╭──

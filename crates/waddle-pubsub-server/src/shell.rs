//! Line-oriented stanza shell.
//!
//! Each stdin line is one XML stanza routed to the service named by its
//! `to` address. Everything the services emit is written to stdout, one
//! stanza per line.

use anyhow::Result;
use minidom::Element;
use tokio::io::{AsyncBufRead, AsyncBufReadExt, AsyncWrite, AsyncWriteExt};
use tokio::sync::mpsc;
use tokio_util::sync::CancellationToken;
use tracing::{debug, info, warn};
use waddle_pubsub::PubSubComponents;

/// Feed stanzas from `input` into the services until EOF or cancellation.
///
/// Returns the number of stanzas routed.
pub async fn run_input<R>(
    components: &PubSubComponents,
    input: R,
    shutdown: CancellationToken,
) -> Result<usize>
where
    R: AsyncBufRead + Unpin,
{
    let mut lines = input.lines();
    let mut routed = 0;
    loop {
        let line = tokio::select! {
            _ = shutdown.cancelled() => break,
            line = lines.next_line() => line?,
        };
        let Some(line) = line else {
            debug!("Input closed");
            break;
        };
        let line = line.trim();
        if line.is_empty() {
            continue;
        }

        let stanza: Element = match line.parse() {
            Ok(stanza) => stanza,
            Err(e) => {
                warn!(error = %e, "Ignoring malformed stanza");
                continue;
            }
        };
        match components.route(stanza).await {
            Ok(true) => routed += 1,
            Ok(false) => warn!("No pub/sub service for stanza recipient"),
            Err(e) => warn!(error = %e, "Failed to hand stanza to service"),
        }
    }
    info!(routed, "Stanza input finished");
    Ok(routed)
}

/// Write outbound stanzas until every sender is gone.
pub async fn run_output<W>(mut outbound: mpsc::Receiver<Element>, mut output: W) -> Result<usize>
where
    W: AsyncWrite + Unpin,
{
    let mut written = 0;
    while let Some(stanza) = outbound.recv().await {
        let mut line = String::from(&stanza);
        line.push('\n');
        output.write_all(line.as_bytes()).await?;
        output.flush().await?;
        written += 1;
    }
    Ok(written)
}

╰──

Task prompt
Write out every line of the preceding listing that contains "info".

Solution to this exercise
use tracing::{debug, info, warn};
    info!(routed, "Stanza input finished");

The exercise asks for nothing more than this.